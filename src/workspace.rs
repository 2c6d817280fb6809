//! Per-evaluation scratch space
//!
//! Each evaluation owns one scratch root; each run (reference, candidate)
//! gets its own directory under it, populated with the same input bytes.
//! A run is judged only on the files it produced itself.

use std::collections::BTreeMap;
use std::path::{Component, Path, PathBuf};

use anyhow::{Context, Result};
use base64::{engine::general_purpose, Engine as _};
use tempfile::TempDir;
use tracing::{debug, warn};

use crate::shuffle::shuffle_file;

/// Display text for a file that does not exist
pub const MISSING_FILE: &str = "[NO EXISTE]";

/// Marker appended to text cut at the display limit
pub const TRUNCATION_MARKER: &str = "\n...[TRUNCADO]...";

/// Scratch root for one evaluation, removed on drop
pub struct Workspace {
    root: TempDir,
}

impl Workspace {
    /// Create a scratch root under `scratch_root` (or the system temp dir),
    /// namespaced by worker ID
    pub fn create(scratch_root: Option<&Path>, worker_id: u32) -> Result<Self> {
        let prefix = format!("judge-w{}-", worker_id);
        let mut builder = tempfile::Builder::new();
        builder.prefix(&prefix);
        let root = match scratch_root {
            Some(dir) => {
                std::fs::create_dir_all(dir)
                    .with_context(|| format!("Failed to create scratch root {:?}", dir))?;
                builder.tempdir_in(dir)
            }
            None => builder.tempdir(),
        }
        .context("Failed to create evaluation workspace")?;

        debug!("Created workspace {:?}", root.path());
        Ok(Self { root })
    }

    pub fn path(&self) -> &Path {
        self.root.path()
    }

    /// Fresh, empty directory for one run
    pub fn run_dir(&self, label: &str) -> Result<PathBuf> {
        let dir = self.root.path().join(label);
        if dir.exists() {
            std::fs::remove_dir_all(&dir)
                .with_context(|| format!("Failed to clear run directory {:?}", dir))?;
        }
        std::fs::create_dir_all(&dir)
            .with_context(|| format!("Failed to create run directory {:?}", dir))?;
        Ok(dir)
    }

    /// Copy attachments into a staging directory, shuffle them once, and
    /// return their final bytes. Missing attachments are skipped.
    pub fn stage_attachments(
        &self,
        names: &[String],
        attachments_dir: &Path,
        seed: u32,
        shuffle: bool,
    ) -> Result<BTreeMap<String, Vec<u8>>> {
        let staging = self.run_dir("attachments")?;
        let mut staged = BTreeMap::new();

        for name in names {
            let (Some(src), Some(dst)) = (resolve(attachments_dir, name), resolve(&staging, name))
            else {
                warn!("Skipping attachment with unsafe name: {}", name);
                continue;
            };
            if !src.is_file() {
                warn!("Attachment {:?} not found, skipping", src);
                continue;
            }
            if let Some(parent) = dst.parent() {
                std::fs::create_dir_all(parent)?;
            }
            std::fs::copy(&src, &dst)
                .with_context(|| format!("Failed to stage attachment {:?}", src))?;
            if shuffle {
                shuffle_file(&dst, seed)?;
            }
            let bytes = std::fs::read(&dst)
                .with_context(|| format!("Failed to read staged attachment {:?}", dst))?;
            staged.insert(name.clone(), bytes);
        }

        Ok(staged)
    }
}

/// Write input files into a run directory and make sure none of the
/// declared output files exist before the run
pub fn populate(
    run_dir: &Path,
    inputs: &BTreeMap<String, Vec<u8>>,
    output_files: &[String],
) -> Result<()> {
    for (name, content) in inputs {
        let Some(path) = resolve(run_dir, name) else {
            warn!("Skipping input file with unsafe name: {}", name);
            continue;
        };
        if let Some(parent) = path.parent() {
            std::fs::create_dir_all(parent)?;
        }
        std::fs::write(&path, content)
            .with_context(|| format!("Failed to write input file {:?}", path))?;
    }

    for name in output_files {
        if let Some(path) = resolve(run_dir, name) {
            if path.is_file() {
                std::fs::remove_file(&path)
                    .with_context(|| format!("Failed to remove stale output {:?}", path))?;
            }
        }
    }

    Ok(())
}

/// Raw bytes of each named file in a run directory, `None` if absent
pub fn snapshot(run_dir: &Path, names: &[String]) -> BTreeMap<String, Option<Vec<u8>>> {
    names
        .iter()
        .map(|name| {
            let bytes = resolve(run_dir, name).and_then(|p| std::fs::read(p).ok());
            (name.clone(), bytes)
        })
        .collect()
}

/// Text shown in the report for a file's content
pub fn display_bytes(bytes: Option<&[u8]>, limit: usize) -> String {
    match bytes {
        None => MISSING_FILE.to_string(),
        Some(bytes) => match std::str::from_utf8(bytes) {
            Ok(text) => truncate_for_display(text, limit),
            Err(_) => truncate_for_display(
                &format!("[BINARIO base64] {}", general_purpose::STANDARD.encode(bytes)),
                limit,
            ),
        },
    }
}

/// Cut `text` to `limit` characters, appending the truncation marker
pub fn truncate_for_display(text: &str, limit: usize) -> String {
    match text.char_indices().nth(limit) {
        Some((idx, _)) => format!("{}{}", &text[..idx], TRUNCATION_MARKER),
        None => text.to_string(),
    }
}

/// Join a relative file name onto `dir`, refusing absolute or escaping paths
fn resolve(dir: &Path, name: &str) -> Option<PathBuf> {
    let rel = Path::new(name);
    let safe = !name.is_empty() && rel.components().all(|c| matches!(c, Component::Normal(_)));
    safe.then(|| dir.join(rel))
}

| Your goal |
Search the records for the word "warn", then list every line that has it.

| Written solution |
use tracing::{debug, warn};
                warn!("Skipping attachment with unsafe name: {}", name);
                warn!("Attachment {:?} not found, skipping", src);
            warn!("Skipping input file with unsafe name: {}", name);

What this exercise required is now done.